• _WHAT YOU SHOULD DO_:
Set down every record exactly as it appears.

• _EXCERPTED RECORDS_:
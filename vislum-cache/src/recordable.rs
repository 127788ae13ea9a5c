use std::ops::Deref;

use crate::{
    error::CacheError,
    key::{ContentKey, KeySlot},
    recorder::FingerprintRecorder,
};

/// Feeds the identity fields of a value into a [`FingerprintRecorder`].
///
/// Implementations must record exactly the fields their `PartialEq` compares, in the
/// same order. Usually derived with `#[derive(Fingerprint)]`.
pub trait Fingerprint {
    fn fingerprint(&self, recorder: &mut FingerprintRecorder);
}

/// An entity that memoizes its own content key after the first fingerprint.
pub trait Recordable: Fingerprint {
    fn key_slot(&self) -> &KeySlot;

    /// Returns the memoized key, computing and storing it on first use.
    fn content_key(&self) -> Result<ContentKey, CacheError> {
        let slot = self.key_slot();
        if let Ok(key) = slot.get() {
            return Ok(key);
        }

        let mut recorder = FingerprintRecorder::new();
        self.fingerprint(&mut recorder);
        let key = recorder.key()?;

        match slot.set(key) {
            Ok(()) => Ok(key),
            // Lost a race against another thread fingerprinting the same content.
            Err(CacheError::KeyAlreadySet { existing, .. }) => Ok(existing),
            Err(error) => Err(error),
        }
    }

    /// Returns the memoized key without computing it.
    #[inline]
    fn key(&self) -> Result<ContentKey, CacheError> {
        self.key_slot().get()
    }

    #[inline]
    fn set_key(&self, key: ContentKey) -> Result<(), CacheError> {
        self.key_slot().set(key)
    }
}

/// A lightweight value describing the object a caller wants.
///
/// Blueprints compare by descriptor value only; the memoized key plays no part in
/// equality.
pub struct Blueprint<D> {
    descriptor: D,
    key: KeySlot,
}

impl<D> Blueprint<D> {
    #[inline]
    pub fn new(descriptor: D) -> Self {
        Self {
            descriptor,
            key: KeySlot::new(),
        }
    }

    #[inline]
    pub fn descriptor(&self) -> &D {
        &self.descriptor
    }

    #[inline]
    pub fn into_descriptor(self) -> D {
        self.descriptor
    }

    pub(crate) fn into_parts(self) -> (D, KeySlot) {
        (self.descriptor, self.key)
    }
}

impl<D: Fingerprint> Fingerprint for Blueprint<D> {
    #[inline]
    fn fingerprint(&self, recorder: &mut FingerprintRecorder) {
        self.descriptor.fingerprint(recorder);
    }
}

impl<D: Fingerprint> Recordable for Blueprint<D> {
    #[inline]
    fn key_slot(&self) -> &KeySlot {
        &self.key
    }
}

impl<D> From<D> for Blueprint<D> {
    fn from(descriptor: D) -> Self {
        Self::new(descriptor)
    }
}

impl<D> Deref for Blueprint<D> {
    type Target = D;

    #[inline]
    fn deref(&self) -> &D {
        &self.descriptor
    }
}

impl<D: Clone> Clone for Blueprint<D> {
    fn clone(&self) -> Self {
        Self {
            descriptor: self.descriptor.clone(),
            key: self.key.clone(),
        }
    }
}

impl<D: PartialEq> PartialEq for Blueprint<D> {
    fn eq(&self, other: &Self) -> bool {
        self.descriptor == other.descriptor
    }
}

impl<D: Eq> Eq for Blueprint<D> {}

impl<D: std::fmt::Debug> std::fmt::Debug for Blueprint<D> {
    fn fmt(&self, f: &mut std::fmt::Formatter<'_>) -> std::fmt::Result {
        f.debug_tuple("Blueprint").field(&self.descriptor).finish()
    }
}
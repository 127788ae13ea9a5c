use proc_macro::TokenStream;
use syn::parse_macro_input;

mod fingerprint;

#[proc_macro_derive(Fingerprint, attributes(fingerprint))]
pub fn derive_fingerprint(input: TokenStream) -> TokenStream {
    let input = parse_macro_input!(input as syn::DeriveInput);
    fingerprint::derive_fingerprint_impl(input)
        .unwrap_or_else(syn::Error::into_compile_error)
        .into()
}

• _ANSWER TO THIS EXERCISE_:
filename vislum-cache/src/recordable.rs
repository 127788ae13ea9a5c
use std::ops::Deref;

use crate::{
    error::CacheError,
    key::{ContentKey, KeySlot},
    recorder::FingerprintRecorder,
};

/// Feeds the identity fields of a value into a [`FingerprintRecorder`].
///
/// Implementations must record exactly the fields their `PartialEq` compares, in the
/// same order. Usually derived with `#[derive(Fingerprint)]`.
pub trait Fingerprint {
    fn fingerprint(&self, recorder: &mut FingerprintRecorder);
}

/// An entity that memoizes its own content key after the first fingerprint.
pub trait Recordable: Fingerprint {
    fn key_slot(&self) -> &KeySlot;

    /// Returns the memoized key, computing and storing it on first use.
    fn content_key(&self) -> Result<ContentKey, CacheError> {
        let slot = self.key_slot();
        if let Ok(key) = slot.get() {
            return Ok(key);
        }

        let mut recorder = FingerprintRecorder::new();
        self.fingerprint(&mut recorder);
        let key = recorder.key()?;

        match slot.set(key) {
            Ok(()) => Ok(key),
            // Lost a race against another thread fingerprinting the same content.
            Err(CacheError::KeyAlreadySet { existing, .. }) => Ok(existing),
            Err(error) => Err(error),
        }
    }

    /// Returns the memoized key without computing it.
    #[inline]
    fn key(&self) -> Result<ContentKey, CacheError> {
        self.key_slot().get()
    }

    #[inline]
    fn set_key(&self, key: ContentKey) -> Result<(), CacheError> {
        self.key_slot().set(key)
    }
}

/// A lightweight value describing the object a caller wants.
///
/// Blueprints compare by descriptor value only; the memoized key plays no part in
/// equality.
pub struct Blueprint<D> {
    descriptor: D,
    key: KeySlot,
}

impl<D> Blueprint<D> {
    #[inline]
    pub fn new(descriptor: D) -> Self {
        Self {
            descriptor,
            key: KeySlot::new(),
        }
    }

    #[inline]
    pub fn descriptor(&self) -> &D {
        &self.descriptor
    }

    #[inline]
    pub fn into_descriptor(self) -> D {
        self.descriptor
    }

    pub(crate) fn into_parts(self) -> (D, KeySlot) {
        (self.descriptor, self.key)
    }
}

impl<D: Fingerprint> Fingerprint for Blueprint<D> {
    #[inline]
    fn fingerprint(&self, recorder: &mut FingerprintRecorder) {
        self.descriptor.fingerprint(recorder);
    }
}

impl<D: Fingerprint> Recordable for Blueprint<D> {
    #[inline]
    fn key_slot(&self) -> &KeySlot {
        &self.key
    }
}

impl<D> From<D> for Blueprint<D> {
    fn from(descriptor: D) -> Self {
        Self::new(descriptor)
    }
}

impl<D> Deref for Blueprint<D> {
    type Target = D;

    #[inline]
    fn deref(&self) -> &D {
        &self.descriptor
    }
}

impl<D: Clone> Clone for Blueprint<D> {
    fn clone(&self) -> Self {
        Self {
            descriptor: self.descriptor.clone(),
            key: self.key.clone(),
        }
    }
}

impl<D: PartialEq> PartialEq for Blueprint<D> {
    fn eq(&self, other: &Self) -> bool {
        self.descriptor == other.descriptor
    }
}

impl<D: Eq> Eq for Blueprint<D> {}

impl<D: std::fmt::Debug> std::fmt::Debug for Blueprint<D> {
    fn fmt(&self, f: &mut std::fmt::Formatter<'_>) -> std::fmt::Result {
        f.debug_tuple("Blueprint").field(&self.descriptor).finish()
    }
}
repository 127788ae13ea9a5c
use proc_macro::TokenStream;
use syn::parse_macro_input;

mod fingerprint;

#[proc_macro_derive(Fingerprint, attributes(fingerprint))]
pub fn derive_fingerprint(input: TokenStream) -> TokenStream {
    let input = parse_macro_input!(input as syn::DeriveInput);
    fingerprint::derive_fingerprint_impl(input)
        .unwrap_or_else(syn::Error::into_compile_error)
        .into()
}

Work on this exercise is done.